“The way we communicate with others and with ourselves ultimately determines the quality of our lives”. - Anthony Robbins
When working with couples I first look at two essential elements: behavior and insight. What limiting behaviors are the couple using in their relationship and how much insight is there behind those behaviors?
Together, we develop an “observing triad” to study the behaviors, (which include communication styles) that either enhance closeness and functionality or disrupt it.
After clarifying and establishing a safe atmosphere for processing, we explore the meaning behind the behaviors; the core beliefs, attachment wounds, myths and unspoken truths. Usually, chronic, indirect and dysfunctional behaviors indicate a loss of support that occurred at some point in each person’s personal history. The evolution of a family can include times of great fortune and misfortune, abuse and avoidance, which can have a price that is paid by the next generation.
After clearing up destructive behaviors and communication styles, we find out about the family history, the losses (and victories), wounds of attachment, intimacy and lingering unresolved conflicts and begin repairing their effects on the relationship.
Using mindfulness, body-tracking , transformational experiments, transpersonal insights and some common sense, we explore the unmet needs, negative behaviors and the present desires of your relationship.
We then integrate and practice new insights and behaviors, fine tuning and perfecting them until they become the “new normal” way of being together.
I have been working with couples for 25 years using a body-centered and mindfulness based approach. I was trained by Devi Records, the originator of Hakomi Coupleswork, completed a certification training at the Colorado Institute for Marriage and Family taught by Suzanne Pope and Jan Raynak, Co-created a training in Experiential Coupleswork with Rob Fisher, Co-taught a course called Somatic Approaches to Couples Therapy at Naropa University with Kekuni Minton, Pd.D , was certified in Family Therapy by the Colorado School for Family Therapy in 2005 and obtained a License in Marriage and Family Therapy in the state of Colorado in 2006.
Relational Life Therapy
I am a certified Relational Life Therapist with the Relational Life Institute (www.terryreal.com) . I serve on the RLT Institute Steering Committee and the RLT Foundation. Terry is one of the few family therapists who has written frankly and compassionately about men and their struggles with depression. RLT looks at how unnamed behaviors of grandiosity and toxic shame, in either partner, play a part in perpetuating destructive couple, family and group dynamics. Like Murray Bowen, Pia Melody, and David Schnarch before him, Terry Real’s Relational Life Therapy emphasizes personal power, individuation and integrity while supporting the couple in finding a love that flourishes and cherishes.

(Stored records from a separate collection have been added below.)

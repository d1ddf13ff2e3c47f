use chrono::{DateTime, Utc};
use serde::{Deserialize, Serialize};
use uuid::Uuid;

use crate::error::AppError;

/// Namespace for aggregation keys derived from `user_id + type`.
const AGGREGATION_NAMESPACE: Uuid = Uuid::from_u128(0x5b0e_8c3e_41d7_4a6f_9d2c_7f31_a8e4_6c10);

/// Notification delivery status.
///
/// `Sent` and `DeadLetter` are terminal for the dispatcher; only a new
/// aggregated event moves a `Sent` record back to `Pending`.
#[derive(Debug, Clone, Copy, PartialEq, Eq, Hash, Serialize, Deserialize, sqlx::Type)]
#[sqlx(type_name = "text", rename_all = "snake_case")]
#[serde(rename_all = "snake_case")]
pub enum NotificationStatus {
    Pending,
    Processing,
    Sent,
    Failed,
    DeadLetter,
}

impl NotificationStatus {
    pub fn is_terminal(self) -> bool {
        matches!(self, NotificationStatus::Sent | NotificationStatus::DeadLetter)
    }
}

impl std::fmt::Display for NotificationStatus {
    fn fmt(&self, f: &mut std::fmt::Formatter<'_>) -> std::fmt::Result {
        match self {
            NotificationStatus::Pending => write!(f, "pending"),
            NotificationStatus::Processing => write!(f, "processing"),
            NotificationStatus::Sent => write!(f, "sent"),
            NotificationStatus::Failed => write!(f, "failed"),
            NotificationStatus::DeadLetter => write!(f, "dead_letter"),
        }
    }
}

/// Channel a notification was delivered through.
#[derive(Debug, Clone, Copy, PartialEq, Eq, Hash, Serialize, Deserialize, sqlx::Type)]
#[sqlx(type_name = "text", rename_all = "lowercase")]
#[serde(rename_all = "lowercase")]
pub enum DeliveryRoute {
    /// Live push to every connection of an online user.
    Push,
    /// Email fallback for offline users.
    Email,
}

impl std::fmt::Display for DeliveryRoute {
    fn fmt(&self, f: &mut std::fmt::Formatter<'_>) -> std::fmt::Result {
        match self {
            DeliveryRoute::Push => write!(f, "push"),
            DeliveryRoute::Email => write!(f, "email"),
        }
    }
}

/// A raw notification event as published by producers onto the intake queue.
#[derive(Debug, Clone, PartialEq, Serialize, Deserialize)]
#[serde(rename_all = "camelCase")]
pub struct NotificationEvent {
    pub user_id: String,
    #[serde(default)]
    pub user_email: String,
    pub title: String,
    pub message: String,
    /// Event category, e.g. `message`, `friend_request`, `system_alert`.
    #[serde(rename = "type", default)]
    pub notification_type: String,
    /// Groups related events into one evolving notification.
    #[serde(default, skip_serializing_if = "Option::is_none")]
    pub aggregation_key: Option<String>,
    #[serde(default = "empty_metadata")]
    pub metadata: serde_json::Value,
    /// Number of times this message has been requeued by a consumer.
    #[serde(default)]
    pub retry_count: u32,
}

fn empty_metadata() -> serde_json::Value {
    serde_json::json!({})
}

impl NotificationEvent {
    /// Reject events no consumer could ever turn into a notification.
    pub fn validate(&self) -> Result<(), AppError> {
        if self.user_id.trim().is_empty() {
            return Err(AppError::Validation("userId is required".to_string()));
        }
        if self.title.trim().is_empty() {
            return Err(AppError::Validation("title is required".to_string()));
        }
        if self.message.trim().is_empty() {
            return Err(AppError::Validation("message is required".to_string()));
        }
        Ok(())
    }

    /// The explicit aggregation key, or one derived from `user_id + type`.
    pub fn resolved_aggregation_key(&self) -> String {
        match self.aggregation_key.as_deref() {
            Some(key) if !key.trim().is_empty() => key.to_string(),
            _ => default_aggregation_key(&self.user_id, &self.notification_type),
        }
    }
}

/// Deterministic aggregation key for events that do not carry one.
pub fn default_aggregation_key(user_id: &str, notification_type: &str) -> String {
    let name = format!("{}:{}", user_id, notification_type);
    Uuid::new_v5(&AGGREGATION_NAMESPACE, name.as_bytes()).to_string()
}

/// A persisted notification: one record per open `(user_id, aggregation_key)`.
#[derive(Debug, Clone, PartialEq, Serialize, Deserialize, sqlx::FromRow)]
#[serde(rename_all = "camelCase")]
pub struct Notification {
    pub id: Uuid,
    pub user_id: String,
    pub user_email: String,
    pub title: String,
    pub message: String,
    #[serde(rename = "type")]
    pub notification_type: String,
    pub aggregation_key: String,
    /// Number of coalesced events (>= 1, never decreases).
    pub count: i32,
    pub last_message_content: String,
    pub is_read: bool,
    pub status: NotificationStatus,
    pub retry_count: i32,
    pub next_retry_at: Option<DateTime<Utc>>,
    pub created_at: DateTime<Utc>,
    pub updated_at: DateTime<Utc>,
    pub error_message: Option<String>,
    pub metadata: serde_json::Value,
    pub delivered_via: Option<DeliveryRoute>,
    /// Identifies the dispatcher claim while `status == processing`.
    #[serde(skip)]
    pub lease_token: Option<Uuid>,
    /// Last aggregated change applied; replays of the same change are skipped.
    #[serde(skip)]
    pub last_change_id: Option<Uuid>,
}

/// Durable staging record for an internally produced event.
#[derive(Debug, Clone, PartialEq, Serialize, Deserialize, sqlx::FromRow)]
pub struct OutboxRecord {
    pub id: Uuid,
    pub event_type: String,
    pub payload: serde_json::Value,
    pub created_at: DateTime<Utc>,
    pub processed: bool,
    pub processed_at: Option<DateTime<Utc>>,
    pub retry_count: i32,
    pub last_error: Option<String>,
}

impl OutboxRecord {
    pub fn new(event_type: impl Into<String>, payload: serde_json::Value, now: DateTime<Utc>) -> Self {
        Self {
            id: Uuid::new_v4(),
            event_type: event_type.into(),
            payload,
            created_at: now,
            processed: false,
            processed_at: None,
            retry_count: 0,
            last_error: None,
        }
    }
}

/// Emitted through the outbox when a notification reaches a terminal status.
#[derive(Debug, Clone, PartialEq, Serialize, Deserialize)]
#[serde(rename_all = "camelCase")]
pub struct NotificationLifecycleEvent {
    pub notification_id: Uuid,
    pub user_id: String,
    pub aggregation_key: String,
    pub status: NotificationStatus,
    pub delivered_via: Option<DeliveryRoute>,
    pub retry_count: i32,
    pub error_message: Option<String>,
    pub occurred_at: DateTime<Utc>,
}

impl NotificationLifecycleEvent {
    pub const SENT: &'static str = "notification.sent";
    pub const DEAD_LETTERED: &'static str = "notification.dead_lettered";

    /// Outbox event type for this transition, if the status is terminal.
    pub fn event_type(&self) -> Option<&'static str> {
        match self.status {
            NotificationStatus::Sent => Some(Self::SENT),
            NotificationStatus::DeadLetter => Some(Self::DEAD_LETTERED),
            _ => None,
        }
    }

    pub fn into_outbox_record(self) -> Result<Option<OutboxRecord>, AppError> {
        let Some(event_type) = self.event_type() else {
            return Ok(None);
        };
        let now = self.occurred_at;
        let payload = serde_json::to_value(&self)?;
        Ok(Some(OutboxRecord::new(event_type, payload, now)))
    }
}

#[cfg(test)]
mod tests {
    use super::*;

    fn event(aggregation_key: Option<&str>) -> NotificationEvent {
        NotificationEvent {
            user_id: "u1".to_string(),
            user_email: "u1@example.com".to_string(),
            title: "T".to_string(),
            message: "m1".to_string(),
            notification_type: "x".to_string(),
            aggregation_key: aggregation_key.map(str::to_string),
            metadata: serde_json::json!({}),
            retry_count: 0,
        }
    }

    #[test]
    fn test_event_parses_wire_shape() {
        let raw = r#"{"userId":"u1","userEmail":"a@b.c","title":"T","message":"m","type":"x"}"#;
        let parsed: NotificationEvent = serde_json::from_str(raw).unwrap();
        assert_eq!(parsed.user_id, "u1");
        assert_eq!(parsed.notification_type, "x");
        assert_eq!(parsed.aggregation_key, None);
        assert_eq!(parsed.retry_count, 0);
        assert_eq!(parsed.metadata, serde_json::json!({}));
    }

    #[test]
    fn test_default_key_is_deterministic_per_user_and_type() {
        let a = default_aggregation_key("u1", "x");
        assert_eq!(a, default_aggregation_key("u1", "x"));
        assert_ne!(a, default_aggregation_key("u1", "y"));
        assert_ne!(a, default_aggregation_key("u2", "x"));
    }

    #[test]
    fn test_blank_key_falls_back_to_derived() {
        let derived = default_aggregation_key("u1", "x");
        assert_eq!(event(None).resolved_aggregation_key(), derived);
        assert_eq!(event(Some("  ")).resolved_aggregation_key(), derived);
        assert_eq!(event(Some("thread-7")).resolved_aggregation_key(), "thread-7");
    }

    #[test]
    fn test_validate_requires_user_title_message() {
        assert!(event(None).validate().is_ok());

        let mut missing_user = event(None);
        missing_user.user_id = String::new();
        assert!(matches!(missing_user.validate(), Err(AppError::Validation(_))));

        let mut missing_message = event(None);
        missing_message.message = " ".to_string();
        assert!(missing_message.validate().is_err());
    }

    #[test]
    fn test_terminal_statuses() {
        assert!(NotificationStatus::Sent.is_terminal());
        assert!(NotificationStatus::DeadLetter.is_terminal());
        assert!(!NotificationStatus::Failed.is_terminal());
        assert!(!NotificationStatus::Processing.is_terminal());
        assert_eq!(NotificationStatus::DeadLetter.to_string(), "dead_letter");
    }

    #[test]
    fn test_lifecycle_event_only_for_terminal_status() {
        let mut lifecycle = NotificationLifecycleEvent {
            notification_id: Uuid::new_v4(),
            user_id: "u1".to_string(),
            aggregation_key: "k".to_string(),
            status: NotificationStatus::Failed,
            delivered_via: None,
            retry_count: 1,
            error_message: Some("smtp down".to_string()),
            occurred_at: Utc::now(),
        };
        assert!(lifecycle.clone().into_outbox_record().unwrap().is_none());

        lifecycle.status = NotificationStatus::DeadLetter;
        let record = lifecycle.into_outbox_record().unwrap().unwrap();
        assert_eq!(record.event_type, NotificationLifecycleEvent::DEAD_LETTERED);
        assert!(!record.processed);
        assert_eq!(record.payload["status"], "dead_letter");
    }
}
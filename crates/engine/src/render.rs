//! Display text of an aggregated notification.

/// Title shown for a notification that has absorbed `count` events.
pub fn render_title(title: &str, count: i32) -> String {
    if count <= 1 {
        title.to_string()
    } else {
        format!("{} ({} messages)", title, count)
    }
}

/// Body shown for a notification that has absorbed `count` events.
pub fn render_message(last_message: &str, count: i32) -> String {
    if count <= 1 {
        last_message.to_string()
    } else {
        format!("Latest: {}", last_message)
    }
}

#[cfg(test)]
mod tests {
    use super::*;

    #[test]
    fn test_single_event_is_shown_verbatim() {
        assert_eq!(render_title("New message", 1), "New message");
        assert_eq!(render_message("hi", 1), "hi");
    }

    #[test]
    fn test_aggregated_text() {
        assert_eq!(render_title("New message", 3), "New message (3 messages)");
        assert_eq!(render_message("m3", 3), "Latest: m3");
    }
}
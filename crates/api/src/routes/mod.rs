pub mod health;
pub mod notifications;

use axum::Router;
use axum::routing::get;

use crate::state::AppState;
use crate::ws::ws_handler;

/// Build the complete API router with all routes.
pub fn create_router(state: AppState) -> Router {
    Router::new()
        .merge(health::router())
        .merge(notifications::router())
        .route("/ws", get(ws_handler))
        .with_state(state)
}
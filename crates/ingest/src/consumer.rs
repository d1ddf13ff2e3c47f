//! Broker consumer: moves notification events from the intake queue into the
//! aggregator.
//!
//! Every message ends in exactly one of ack, requeue or dead-letter. Poison
//! messages (unparseable or invalid) are dead-lettered on first sight; a
//! failed hand-off is requeued with its embedded `retryCount` bumped until
//! `max_delivery_attempts` is reached.

use std::sync::Arc;
use std::time::Duration;

use tokio::sync::Semaphore;
use tokio::task::JoinSet;
use tokio_util::sync::CancellationToken;

use herald_common::error::AppError;
use herald_common::queue::{MessageQueue, QueueMessage};
use herald_common::types::NotificationEvent;
use herald_engine::aggregator::Aggregator;

/// Upper bound of the reconnect backoff.
const MAX_RECONNECT_DELAY: Duration = Duration::from_secs(30);

#[derive(Debug, Clone)]
pub struct ConsumerConfig {
    /// Unacknowledged messages allowed in flight.
    pub prefetch_count: usize,
    /// Hand-off attempts before a message is dead-lettered.
    pub max_delivery_attempts: u32,
}

impl Default for ConsumerConfig {
    fn default() -> Self {
        Self {
            prefetch_count: 10,
            max_delivery_attempts: 5,
        }
    }
}

/// How a received message was settled.
#[derive(Debug, Clone, PartialEq, Eq)]
pub enum Disposition {
    Ack,
    Requeue { retry_count: u32 },
    DeadLetter { reason: String },
}

/// Delay before reconnect attempt `attempt` (1-based): `2^attempt` seconds, capped.
pub fn reconnect_delay(attempt: u32) -> Duration {
    let secs = 2u64.saturating_pow(attempt.min(16));
    Duration::from_secs(secs).min(MAX_RECONNECT_DELAY)
}

pub struct BrokerConsumer {
    queue: Arc<dyn MessageQueue>,
    aggregator: Arc<Aggregator>,
    config: ConsumerConfig,
    permits: Arc<Semaphore>,
}

impl BrokerConsumer {
    pub fn new(
        queue: Arc<dyn MessageQueue>,
        aggregator: Arc<Aggregator>,
        config: ConsumerConfig,
    ) -> Self {
        let permits = Arc::new(Semaphore::new(config.prefetch_count.max(1)));
        Self {
            queue,
            aggregator,
            config,
            permits,
        }
    }

    /// Parse, validate and hand off one message, then settle it with the broker.
    pub async fn process(&self, message: &QueueMessage) -> Result<Disposition, AppError> {
        let mut event = match serde_json::from_str::<NotificationEvent>(&message.payload) {
            Ok(event) => event,
            Err(e) => {
                let reason = format!("malformed payload: {}", e);
                tracing::warn!(message_id = %message.id, error = %e, "Dead-lettering malformed message");
                self.queue.dead_letter(message, &reason).await?;
                return Ok(Disposition::DeadLetter { reason });
            }
        };

        if let Err(e) = event.validate() {
            let reason = e.to_string();
            tracing::warn!(message_id = %message.id, error = %e, "Dead-lettering invalid event");
            self.queue.dead_letter(message, &reason).await?;
            return Ok(Disposition::DeadLetter { reason });
        }

        match self.aggregator.accept(event.clone()).await {
            Ok(()) => {
                self.queue.ack(message).await?;
                Ok(Disposition::Ack)
            }
            Err(e) => {
                let attempts = event.retry_count + 1;
                if attempts >= self.config.max_delivery_attempts {
                    let reason = format!("hand-off failed after {} attempts: {}", attempts, e);
                    tracing::error!(
                        message_id = %message.id,
                        user_id = %event.user_id,
                        attempts,
                        "Dead-lettering message after repeated hand-off failures"
                    );
                    self.queue.dead_letter(message, &reason).await?;
                    return Ok(Disposition::DeadLetter { reason });
                }

                event.retry_count = attempts;
                let payload = serde_json::to_string(&event)?;
                tracing::warn!(
                    message_id = %message.id,
                    user_id = %event.user_id,
                    retry_count = attempts,
                    error = %e,
                    "Hand-off failed, requeueing"
                );
                self.queue.requeue(message, &payload).await?;
                Ok(Disposition::Requeue {
                    retry_count: attempts,
                })
            }
        }
    }

    /// Consume until cancelled, then wait for in-flight messages to settle.
    pub async fn run(self: Arc<Self>, cancel: CancellationToken) {
        tracing::info!(
            prefetch = self.config.prefetch_count,
            max_delivery_attempts = self.config.max_delivery_attempts,
            "Broker consumer started"
        );

        let mut tasks: JoinSet<()> = JoinSet::new();
        let mut failures = 0u32;

        'connect: while !cancel.is_cancelled() {
            if failures > 0 {
                let delay = reconnect_delay(failures);
                tracing::warn!(attempt = failures, delay_secs = delay.as_secs(), "Reconnecting to broker");
                tokio::select! {
                    _ = cancel.cancelled() => break 'connect,
                    _ = tokio::time::sleep(delay) => {}
                }
            }

            if let Err(e) = self.queue.declare().await {
                failures += 1;
                tracing::error!(error = %e, "Failed to declare intake topology");
                continue 'connect;
            }

            loop {
                while let Some(result) = tasks.try_join_next() {
                    if let Err(e) = result {
                        tracing::error!(error = %e, "Message handler panicked");
                    }
                }

                let first = tokio::select! {
                    _ = cancel.cancelled() => break 'connect,
                    permit = self.permits.clone().acquire_owned() => permit,
                };
                let Ok(first) = first else {
                    break 'connect;
                };
                let mut permits = vec![first];
                while permits.len() < self.config.prefetch_count {
                    match self.permits.clone().try_acquire_owned() {
                        Ok(permit) => permits.push(permit),
                        Err(_) => break,
                    }
                }

                let received = tokio::select! {
                    _ = cancel.cancelled() => break 'connect,
                    received = self.queue.receive(permits.len()) => received,
                };

                let messages = match received {
                    Ok(messages) => messages,
                    Err(e) => {
                        failures += 1;
                        tracing::error!(error = %e, "Intake receive failed");
                        continue 'connect;
                    }
                };
                failures = 0;

                for (message, permit) in messages.into_iter().zip(permits) {
                    let consumer = self.clone();
                    tasks.spawn(async move {
                        let _permit = permit;
                        if let Err(e) = consumer.process(&message).await {
                            // Left unacknowledged; resumed from the pending list.
                            tracing::error!(message_id = %message.id, error = %e, "Failed to settle message");
                        }
                    });
                }
            }
        }

        let in_flight = tasks.len();
        if in_flight > 0 {
            tracing::info!(in_flight, "Draining in-flight messages");
        }
        while let Some(result) = tasks.join_next().await {
            if let Err(e) = result {
                tracing::error!(error = %e, "Message handler panicked");
            }
        }
        tracing::info!("Broker consumer stopped");
    }
}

The result of all my experience is a comprehensive therapeutic approach that includes the wisdom of traditional theory, techniques from the latest somatic, neurological and wholistic discoveries, and the impact of current sociological factors.
Couples sessions are always at least one and a half hours long. Additional quarter hours can be added as needed.
See Fees and Hours Page for further information about my practice.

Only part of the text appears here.